Leu-se logo na Mesa a seguinte

Emenda. — «Proponho que para a fabrica da Sé do Porto se estabeleça no orçamento uma verba de 250 mil réis annuaes.» — Passos Pimentel.

Foi admittida por 56 votos contra 3.

O Sr. Ministro da Guerra (Sôbre a ordem): — Pedi a palavra para mandar para a Mesa as contas da gerencia da escóla polytechnica no anno de 1847 a 1848; cumprindo assim a minha promessa feita na ultima sessão; e não mando já as contas do anno de 1848 a 1849 por não ser possivel, por isso que o anno não esta ainda completo.

Foram remettidas á commissão de contabilidade.

E continuando a discussão do cap. 3.º disse O Sr. Lacerda (D. José): — Limitar-me-hei a responder ao que o nobre Deputado acaba de dizer, na proposta que apresentou. A commissão resolveu não augmentar verba nenhuma de despeza; e em quanto ao ponto que se tracta, a commissão procedeu devidamente ao exame das informações que existem relativas á necessidade de cada uma das diversas fabricas das Sés do Reino, e guiando — e por estas informações fez a distribuição que se acha aqui lançada.

Relativamente á Sé do Porto não appareceram nenhuns esclarecimentos, nem foram communicados pela secretaria respectiva: e não havendo esclarecimentos nenhuns relativamente a esta, e constando a necessidade das outras Sés, dividiu-se a somma destinada para este fim segundo o conhecimento que havia da situação das fabricas das differentes Sés. Nem a commissão podia fazer esta distribuição doutra maneira. Por consequencia já se vê que não podia dar somma nenhuma para a fabrica da Sé do Porto, por isso mesmo que não lhe constava authenticamente que ella necessitasse dos soccorros que o nobre Deputado acaba de dizer que ella carece. Ora, se a Sé do Porto esta nas circumstancias que o nobre Deputado acaba de referir, devia já ter feito constar a esta Camara essa necessidade; porém os esclarecimentos na secretaria não concordam com as declarações feitas pelo illustre Deputado; e na falla de esclarecimentos sufficientes, em que a commissão

Página 176

(176)

se achava, não podia proceder de modo differente porque procodeu; nem se póde declarar a favor da proposta do nobre Deputado, por que não esta sufficientemente esclarecida para proceder na conformidade do que o nobre Deputado deseja. Se o nobre Deputado apresentar razões que possam esclarecer a commissão e provar a necessidade allegada, para se conceder, em harmonia com a resolução tomada, um subsidio para a fabrica da Sé do Porto, a commissão não terá duvída em aceitar a proposta do illustre Deputado.
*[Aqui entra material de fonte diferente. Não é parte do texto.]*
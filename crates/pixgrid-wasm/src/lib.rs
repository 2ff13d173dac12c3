//! WebAssembly bindings for the pixgrid pipeline.
//!
//! Browsers hand over canvas `ImageData` buffers (RGBA, row-major). Alpha is
//! ignored on input and set opaque on output.

use pixgrid::{PixelGridPipeline, PixgridError, PixgridParams};
use pixgrid_core::{GrayImage, RgbImage};
use pixgrid_lines::GridLineParams;
use wasm_bindgen::prelude::*;

/// Sampled output raster plus the grid it was taken from.
#[wasm_bindgen]
#[derive(Clone, Debug)]
pub struct SampledImage {
    width: u32,
    height: u32,
    data: Vec<u8>,
    x_lines: Vec<u32>,
    y_lines: Vec<u32>,
}

#[wasm_bindgen]
impl SampledImage {
    #[wasm_bindgen(getter)]
    pub fn width(&self) -> u32 {
        self.width
    }

    #[wasm_bindgen(getter)]
    pub fn height(&self) -> u32 {
        self.height
    }

    /// RGBA pixels, ready for `new ImageData(...)`. Empty for a zero-cell grid.
    #[wasm_bindgen(getter)]
    pub fn data(&self) -> Vec<u8> {
        self.data.clone()
    }

    #[wasm_bindgen(getter)]
    pub fn x_lines(&self) -> Vec<u32> {
        self.x_lines.clone()
    }

    #[wasm_bindgen(getter)]
    pub fn y_lines(&self) -> Vec<u32> {
        self.y_lines.clone()
    }
}

fn rgba_to_rgb(rgba: &[u8], width: usize, height: usize) -> Result<RgbImage, PixgridError> {
    let expected = width * height * 4;
    if rgba.len() != expected {
        return Err(PixgridError::InvalidBuffer {
            expected,
            got: rgba.len(),
        });
    }
    let mut img = RgbImage::new(width, height);
    for (dst, src) in img.data.chunks_exact_mut(3).zip(rgba.chunks_exact(4)) {
        dst.copy_from_slice(&src[..3]);
    }
    Ok(img)
}

fn rgb_to_rgba(img: &RgbImage) -> Vec<u8> {
    img.data
        .chunks_exact(3)
        .flat_map(|px| [px[0], px[1], px[2], 255])
        .collect()
}

fn gray_to_rgba(img: &GrayImage) -> Vec<u8> {
    img.data.iter().flat_map(|&v| [v, v, v, 255]).collect()
}

fn sample_rgba(
    rgba: &[u8],
    width: usize,
    height: usize,
    params: PixgridParams,
) -> Result<SampledImage, PixgridError> {
    let rgb = rgba_to_rgb(rgba, width, height)?;
    let result = PixelGridPipeline::new(params)?.run(&rgb.view())?;
    Ok(SampledImage {
        width: result.image.width as u32,
        height: result.image.height as u32,
        data: rgb_to_rgba(&result.image),
        x_lines: result.lines.x.into_vec(),
        y_lines: result.lines.y.into_vec(),
    })
}

fn heatmap_rgba(rgba: &[u8], width: usize, height: usize, sigma: f32) -> Result<Vec<u8>, PixgridError> {
    GridLineParams {
        sigma,
        ..GridLineParams::default()
    }
    .validate()?;
    let rgb = rgba_to_rgb(rgba, width, height)?;
    let gray = pixgrid_core::rgb_to_gray(&rgb.view());
    let energy = pixgrid_lines::energy_map(&gray.view(), sigma);
    Ok(gray_to_rgba(&pixgrid_lines::energy_heatmap(&energy)))
}

/// Run the full pipeline on an RGBA buffer.
///
/// `options` is a plain object shaped like `PixgridParams`
/// (`{ grid: {...}, sample: {...}, overlay: "red" }`); missing fields take
/// their defaults and `undefined` / `null` selects all defaults.
#[wasm_bindgen]
pub fn sample_grid(
    rgba: &[u8],
    width: usize,
    height: usize,
    options: JsValue,
) -> Result<SampledImage, JsError> {
    let params: PixgridParams = if options.is_undefined() || options.is_null() {
        PixgridParams::default()
    } else {
        serde_wasm_bindgen::from_value(options)?
    };
    Ok(sample_rgba(rgba, width, height, params)?)
}

/// 8-bit gradient-energy heatmap of an RGBA buffer, returned as RGBA.
#[wasm_bindgen]
pub fn energy_heatmap(rgba: &[u8], width: usize, height: usize, sigma: f32) -> Result<Vec<u8>, JsError> {
    Ok(heatmap_rgba(rgba, width, height, sigma)?)
}

#[cfg(test)]
mod tests {
    use super::*;

    /// Red/blue checkerboard of 8 px blocks with 1 px black separators.
    fn rgba_with_lines(size: usize) -> Vec<u8> {
        let mut rgba = Vec::with_capacity(size * size * 4);
        for y in 0..size {
            for x in 0..size {
                let rgb = if (x % 8 == 0 && x > 0) || (y % 8 == 0 && y > 0) {
                    [0, 0, 0]
                } else if (x / 8 + y / 8) % 2 == 0 {
                    [230, 40, 40]
                } else {
                    [20, 20, 200]
                };
                rgba.extend_from_slice(&rgb);
                rgba.push(128);
            }
        }
        rgba
    }

    #[test]
    fn rejects_short_buffers() {
        let err = sample_rgba(&[0; 10], 2, 2, PixgridParams::default()).unwrap_err();
        assert!(matches!(
            err,
            PixgridError::InvalidBuffer {
                expected: 16,
                got: 10
            }
        ));
    }

    #[test]
    fn alpha_is_dropped_and_restored_opaque() {
        let rgb = rgba_to_rgb(&[1, 2, 3, 0, 4, 5, 6, 9], 2, 1).unwrap();
        assert_eq!(rgb.data, vec![1, 2, 3, 4, 5, 6]);
        assert_eq!(rgb_to_rgba(&rgb), vec![1, 2, 3, 255, 4, 5, 6, 255]);
    }

    #[test]
    fn samples_outlined_grid() {
        let out = sample_rgba(&rgba_with_lines(64), 64, 64, PixgridParams::default()).unwrap();
        assert_eq!(out.x_lines, vec![8, 16, 24, 32, 40, 48, 56]);
        assert_eq!(out.y_lines, out.x_lines);
        assert_eq!((out.width, out.height), (6, 6));
        assert_eq!(out.data.len(), 6 * 6 * 4);
        assert_eq!(&out.data[..4], &[230, 40, 40, 255]);
        assert_eq!(&out.data[4..8], &[20, 20, 200, 255]);
    }

    #[test]
    fn blank_input_gives_empty_output() {
        let out = sample_rgba(&vec![0; 16 * 16 * 4], 16, 16, PixgridParams::default()).unwrap();
        assert_eq!((out.width, out.height), (0, 0));
        assert!(out.data.is_empty() && out.x_lines.is_empty());
    }

    #[test]
    fn heatmap_matches_input_size() {
        let heat = heatmap_rgba(&rgba_with_lines(32), 32, 32, 1.0).unwrap();
        assert_eq!(heat.len(), 32 * 32 * 4);
        assert!(heat.chunks_exact(4).all(|px| px[0] == px[1] && px[3] == 255));
        assert!(heatmap_rgba(&rgba_with_lines(8), 8, 8, -1.0).is_err());
    }
}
O Sr. Pereira dos Reis: — Sr. Presidente, em desempenho d'um dever que não declino, como homem que por força do seu emprego se viu precisado a estudar negocios ecclesiasticos, entrarei brevemente na discussão, que se agita.

Durante este debate (confesso a verdade) tenho-me lembrado d'umas palavras attribuidas ao abbade Mornay, que foi diplomata em Portugal no tempo do Senhor Dom João V. Dizia o abbade: «que o amor da ostentação constituia entre os Portuguezes uma molestia, pelo menos esporádica. Eu diria antes que essa molestia era endemica ou permanente. Não vemos o nosso estado, não considerâmos a decadencia das nossas circumstancia, tudo são projectos grandiosos!

Pois é necessario, Sr. Presidente, que mudemos de rumo; é forçoso reconhecer a verdade da nossa situação, p tractar de vencer as difficuldades, que nos cercam. Só por meio da mais severa economia poderemos evitar a catastrofe que no» ameaça. Tratemos do strictamente indispensavel; verbas de luxo -ão hoje inadmissiveis; deixemos a sancção dellas para tempo mais feliz, (apoiados)

Neste capitulo ha um ponto, que merece a nossa particular attenção, peço que lha prestemos.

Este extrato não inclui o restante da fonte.